6- Don’t let tests make you forget that you are absolutely unique on the face of the earth – as your fingerprints attest
There is a sense in which all tests tend toward one unvarying result: Because they deal in categories, they don't really tell you what's unique about you, but rather they tend to end up saying "you are an ENFP," or "you are an AES," or you are a "Blue." It's 'a category they're talking about, but I like to think of it as a 'tribe, – you are lumped with a lot of other people – and sometimes it is even the wrong tribe.
Job expert Clara Horvath puts it well: Career counseling at its best – person to person, face to face – treats you not as a member of some category or 'tribe' but as a unique job seeker, seeking to conduct a unique job hunt, by identifying a unique career and then connecting with a unique company or organization, that you can uniquely help or serve.

7- You are never finished with a test until you’ve done some good hard thinking about yourself
Tests are fun, but just reading the results isn't enough.

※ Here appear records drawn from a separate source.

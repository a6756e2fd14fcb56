//! Zone record cache
//!
//! Holds the already-fetched record collection of every zone together with
//! the load state of the upstream fetch. The pipeline reads from the cache
//! but never runs ahead of it: until the cache is [`CacheState::Ready`],
//! record lookups fail with a not-ready error.

use crate::constants::ALL_ZONES;
use crate::error::{CropwatchError, Result};
use crate::models::{Record, Zone};
use futures::future::try_join_all;
use serde_json::Value;
use std::collections::HashMap;
use std::path::{Path, PathBuf};
use tracing::{debug, info, warn};

/// Load state of the upstream record fetch
#[derive(Debug, Clone, PartialEq, Eq)]
pub enum CacheState {
    Loading,
    Ready,
    Failed(String),
}

/// Per-zone record collections
#[derive(Debug, Clone)]
pub struct ZoneCache {
    state: CacheState,
    zones: HashMap<Zone, Vec<Record>>,
}

impl ZoneCache {
    /// Cache whose fetch has not completed yet
    pub fn loading() -> Self {
        Self {
            state: CacheState::Loading,
            zones: HashMap::new(),
        }
    }

    /// Cache whose fetch failed
    pub fn failed(reason: impl Into<String>) -> Self {
        Self {
            state: CacheState::Failed(reason.into()),
            zones: HashMap::new(),
        }
    }

    /// Ready cache built from decoded records
    pub fn from_records(zones: HashMap<Zone, Vec<Record>>) -> Self {
        Self {
            state: CacheState::Ready,
            zones,
        }
    }

    /// Ready cache built from raw zone payloads
    pub fn from_payloads<I>(payloads: I) -> Self
    where
        I: IntoIterator<Item = (Zone, Value)>,
    {
        let zones = payloads
            .into_iter()
            .map(|(zone, payload)| (zone, decode_zone_payload(zone, &payload)))
            .collect();
        Self::from_records(zones)
    }

    /// Read `<zone>.json` for every zone in `dir`.
    ///
    /// Any unreadable or non-JSON file fails the whole cache.
    pub async fn load_dir(dir: &Path) -> Self {
        info!("Loading zone payloads from {}", dir.display());

        let reads = ALL_ZONES.iter().map(|zone| {
            let path = dir.join(format!("{}.json", zone.key()));
            async move { read_payload(*zone, path).await }
        });

        match try_join_all(reads).await {
            Ok(payloads) => {
                let cache = Self::from_payloads(payloads);
                info!(
                    "Loaded {} records across {} zones",
                    cache.total_records(),
                    cache.zones.len()
                );
                cache
            }
            Err(e) => {
                warn!("Zone payload load failed: {}", e);
                Self::failed(e.to_string())
            }
        }
    }

    /// Fetch every zone from `{base_url}/<zone>/` concurrently.
    ///
    /// The first failed request fails the whole cache.
    #[cfg(feature = "http")]
    pub async fn fetch_all(client: &reqwest::Client, base_url: &str) -> Self {
        let base = base_url.trim_end_matches('/');
        info!("Fetching zone payloads from {}", base);

        let requests = ALL_ZONES.iter().map(|zone| {
            let url = format!("{}/{}/", base, zone.key());
            async move {
                let response = client.get(&url).send().await?;
                if !response.status().is_success() {
                    return Err(CropwatchError::upstream(
                        url.clone(),
                        format!("HTTP {}", response.status()),
                    ));
                }
                let payload: Value = response.json().await?;
                Ok::<_, CropwatchError>((*zone, payload))
            }
        });

        match try_join_all(requests).await {
            Ok(payloads) => Self::from_payloads(payloads),
            Err(e) => {
                warn!("Zone fetch failed: {}", e);
                Self::failed(e.to_string())
            }
        }
    }

    pub fn state(&self) -> &CacheState {
        &self.state
    }

    pub fn is_ready(&self) -> bool {
        self.state == CacheState::Ready
    }

    /// Check the cache can be read from
    pub fn ensure_ready(&self) -> Result<()> {
        match &self.state {
            CacheState::Ready => Ok(()),
            CacheState::Loading => {
                Err(CropwatchError::not_ready("zone records are still loading"))
            }
            CacheState::Failed(reason) => {
                Err(CropwatchError::upstream("zone cache", reason.clone()))
            }
        }
    }

    /// Records of a zone; a ready cache without the zone yields an empty slice
    pub fn records(&self, zone: Zone) -> Result<&[Record]> {
        self.ensure_ready()?;
        Ok(self.zones.get(&zone).map(Vec::as_slice).unwrap_or(&[]))
    }

    pub fn record_count(&self, zone: Zone) -> usize {
        self.zones.get(&zone).map_or(0, Vec::len)
    }

    pub fn total_records(&self) -> usize {
        self.zones.values().map(Vec::len).sum()
    }
}

async fn read_payload(zone: Zone, path: PathBuf) -> Result<(Zone, Value)> {
    let contents = tokio::fs::read_to_string(&path)
        .await
        .map_err(|e| CropwatchError::PayloadFile {
            path: path.clone(),
            reason: e.to_string(),
        })?;
    let payload = serde_json::from_str(&contents).map_err(|e| CropwatchError::PayloadFile {
        path: path.clone(),
        reason: e.to_string(),
    })?;
    debug!("Read payload for zone {} from {}", zone, path.display());
    Ok((zone, payload))
}

/// Decode the records of one zone payload (`{"<zone>_entities": [...]}`).
///
/// A payload without the expected array is logged and treated as empty;
/// individual records that fail to decode are skipped.
pub fn decode_zone_payload(zone: Zone, payload: &Value) -> Vec<Record> {
    let field = zone.entities_field();
    let Some(entries) = payload.get(field).and_then(Value::as_array) else {
        warn!("Unexpected payload format for zone {}: missing '{}' array", zone, field);
        return Vec::new();
    };

    let mut skipped = 0usize;
    let records: Vec<Record> = entries
        .iter()
        .filter_map(|entry| match serde_json::from_value::<Record>(entry.clone()) {
            Ok(record) => Some(record),
            Err(e) => {
                skipped += 1;
                debug!("Skipping malformed record in zone {}: {}", zone, e);
                None
            }
        })
        .collect();

    if skipped > 0 {
        warn!("Skipped {} malformed records in zone {} payload", skipped, zone);
    }

    records
}

#[cfg(test)]
mod tests {
    use super::*;
    use serde_json::json;
    use tempfile::TempDir;

    fn sample_payload(zone: Zone, ids: &[i64]) -> Value {
        let entries: Vec<Value> = ids
            .iter()
            .map(|id| {
                json!({
                    "ID": id, "NDVI": 0.5, "NDWI": 0.1, "GLI": 0.05,
                    "Precipitation": 2.0, "Soilmoiture": 0.3,
                    "Lat": 13.7, "Lon": 100.5, "Date": "2023-03-15",
                    "StandardZone": zone.key()
                })
            })
            .collect();
        json!({ zone.entities_field(): entries })
    }

    #[test]
    fn test_decode_zone_payload() {
        let records = decode_zone_payload(Zone::Mac, &sample_payload(Zone::Mac, &[1, 2, 3]));
        assert_eq!(records.len(), 3);
        assert_eq!(records[2].id, 3);
    }

    #[test]
    fn test_decode_missing_array_is_empty() {
        let records = decode_zone_payload(Zone::Sb, &json!({ "mac_entities": [] }));
        assert!(records.is_empty());
    }

    #[test]
    fn test_decode_skips_malformed_records() {
        let payload = json!({ "sb_entities": [
            { "ID": 1, "Date": "2023-03-15" },
            { "ID": "not-a-number", "Date": "2023-03-15" },
            { "NDVI": 0.4 }
        ]});
        let records = decode_zone_payload(Zone::Sb, &payload);
        assert_eq!(records.len(), 1);
        assert_eq!(records[0].id, 1);
    }

    #[test]
    fn test_not_ready_states() {
        let loading = ZoneCache::loading();
        assert!(matches!(
            loading.records(Zone::Sb),
            Err(CropwatchError::NotReady { .. })
        ));

        let failed = ZoneCache::failed("HTTP 503");
        assert!(matches!(
            failed.records(Zone::Sb),
            Err(CropwatchError::UpstreamUnavailable { .. })
        ));
    }

    #[test]
    fn test_ready_cache_missing_zone_is_empty() {
        let cache = ZoneCache::from_payloads([(Zone::Sb, sample_payload(Zone::Sb, &[1]))]);
        assert_eq!(cache.records(Zone::Sb).unwrap().len(), 1);
        assert!(cache.records(Zone::Mpk).unwrap().is_empty());
        assert_eq!(cache.total_records(), 1);
    }

    #[tokio::test]
    async fn test_load_dir_reads_every_zone() {
        let temp_dir = TempDir::new().unwrap();
        for (i, zone) in ALL_ZONES.iter().enumerate() {
            let ids: Vec<i64> = (0..=i as i64).collect();
            std::fs::write(
                temp_dir.path().join(format!("{}.json", zone.key())),
                sample_payload(*zone, &ids).to_string(),
            )
            .unwrap();
        }

        let cache = ZoneCache::load_dir(temp_dir.path()).await;
        assert!(cache.is_ready());
        assert_eq!(cache.record_count(Zone::Sb), 1);
        assert_eq!(cache.record_count(Zone::Mpk), 7);
    }

    #[tokio::test]
    async fn test_load_dir_missing_file_fails_cache() {
        let temp_dir = TempDir::new().unwrap();
        std::fs::write(
            temp_dir.path().join("sb.json"),
            sample_payload(Zone::Sb, &[1]).to_string(),
        )
        .unwrap();

        let cache = ZoneCache::load_dir(temp_dir.path()).await;
        assert!(matches!(cache.state(), CacheState::Failed(_)));
        assert!(cache.records(Zone::Sb).is_err());
    }

    #[cfg(feature = "http")]
    mod fetch {
        use super::*;
        use crate::test_support::StubServer;

        fn zone_for_path(path: &str) -> Option<Zone> {
            let key = path.trim_matches('/');
            ALL_ZONES.iter().copied().find(|zone| zone.key() == key)
        }

        #[tokio::test]
        async fn test_fetch_all_requests_every_zone_path() {
            let server = StubServer::start(|request| match zone_for_path(&request.path) {
                Some(zone) => (200, sample_payload(zone, &[1, 2]).to_string()),
                None => (404, "{}".to_string()),
            })
            .await;

            let cache = ZoneCache::fetch_all(&reqwest::Client::new(), server.base_url()).await;
            assert!(cache.is_ready());
            assert_eq!(cache.total_records(), 14);

            let mut paths = server.paths();
            paths.sort();
            let mut expected: Vec<String> =
                ALL_ZONES.iter().map(|zone| format!("/{}/", zone.key())).collect();
            expected.sort();
            assert_eq!(paths, expected);
            assert!(server.requests().iter().all(|r| r.method == "GET"));
        }

        #[tokio::test]
        async fn test_fetch_all_error_status_fails_cache() {
            let server = StubServer::start(|request| match zone_for_path(&request.path) {
                Some(Zone::Mpv) => (503, "{}".to_string()),
                Some(zone) => (200, sample_payload(zone, &[1]).to_string()),
                None => (404, "{}".to_string()),
            })
            .await;

            let cache = ZoneCache::fetch_all(&reqwest::Client::new(), server.base_url()).await;
            assert!(matches!(cache.state(), CacheState::Failed(_)));
            assert!(matches!(
                cache.records(Zone::Sb),
                Err(CropwatchError::UpstreamUnavailable { .. })
            ));
        }

        #[tokio::test]
        async fn test_fetch_all_missing_array_reads_as_empty_zone() {
            let server = StubServer::start(|request| match zone_for_path(&request.path) {
                Some(Zone::Mks) => (200, json!({ "unexpected": [] }).to_string()),
                Some(zone) => (200, sample_payload(zone, &[1]).to_string()),
                None => (404, "{}".to_string()),
            })
            .await;

            let cache = ZoneCache::fetch_all(&reqwest::Client::new(), server.base_url()).await;
            assert!(cache.is_ready());
            assert!(cache.records(Zone::Mks).unwrap().is_empty());
            assert_eq!(cache.record_count(Zone::Sb), 1);
        }
    }
}
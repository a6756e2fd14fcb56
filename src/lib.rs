//! Cropwatch Library
//!
//! A Rust library for classifying farm zone observations against per-growth-period
//! standard thresholds.
//!
//! This library provides tools for:
//! - Holding per-zone observation records fetched from the upstream cache
//! - Filtering records to a growth period window of one year
//! - Averaging the measured attributes of a filtered record set
//! - Classifying records as exceeding, below or matching a standard profile
//! - Running classification in cooperative chunks that newer runs can supersede
//! - Fetching, editing and resetting the standard profiles

pub mod cache;
pub mod cli;
pub mod config;
pub mod constants;
pub mod error;
pub mod models;
pub mod pipeline;
pub mod registry;

#[cfg(all(test, feature = "http"))]
pub(crate) mod test_support;

// Re-export commonly used types
pub use cache::{CacheState, ZoneCache};
pub use config::MonitorConfig;
pub use error::{CropwatchError, Result};
pub use models::{
    Attribute, AttributeSelection, ClassifiedRecord, GrowthPeriod, Outcome, OutcomeTally, Record,
    StandardProfile, Zone,
};
pub use pipeline::{
    BatchRun, BatchSummary, ChunkResult, IncrementalBatcher, PipelineRun, ProfileStatus,
    ZoneMonitor,
};
pub use registry::{StandardRegistry, StandardStore};
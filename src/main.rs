use clap::Parser;
use cropwatch::cli::{args::Args, commands};
use std::process;

fn main() {
    let args = Args::parse();

    let runtime = tokio::runtime::Runtime::new().unwrap_or_else(|e| {
        eprintln!("Failed to create async runtime: {}", e);
        process::exit(1);
    });

    let result = runtime.block_on(async {
        tokio::select! {
            result = commands::run(args) => result,
            signal = tokio::signal::ctrl_c() => {
                eprintln!("\nReceived CTRL+C, shutting down...");
                signal.map_err(anyhow::Error::from)
                    .and_then(|_| Err(anyhow::anyhow!("Interrupted by user")))
            }
        }
    });

    if let Err(error) = result {
        eprintln!("Error: {:#}", error);
        process::exit(1);
    }
}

You're not done until you've thought hard about what distinguishes you from every other member of the human race, and makes you (like your fingerprints) unique. With that knowledge, you can then set out to find the work you were uniquely put here on earth to do, i.e., your unique mission in life. Without that hard thinking, tests become just "a flytrap for the lazy."

Conclusion
Career Testing is critical in career interventions at all stages of your career.  It is often done via interviews and/or testing and helps you gain self-knowledge and awareness. For example, such information about you can help you understand your options, choose a career direction, and identify necessary preparations.
Tests of Career Testing conducted in Career Counseling and Coaching often measure: interests, values, aptitudes, confidence, traits, interpersonal patterns and preferences. The choice of methods and contents depends on each individual's needs, goals, and budget.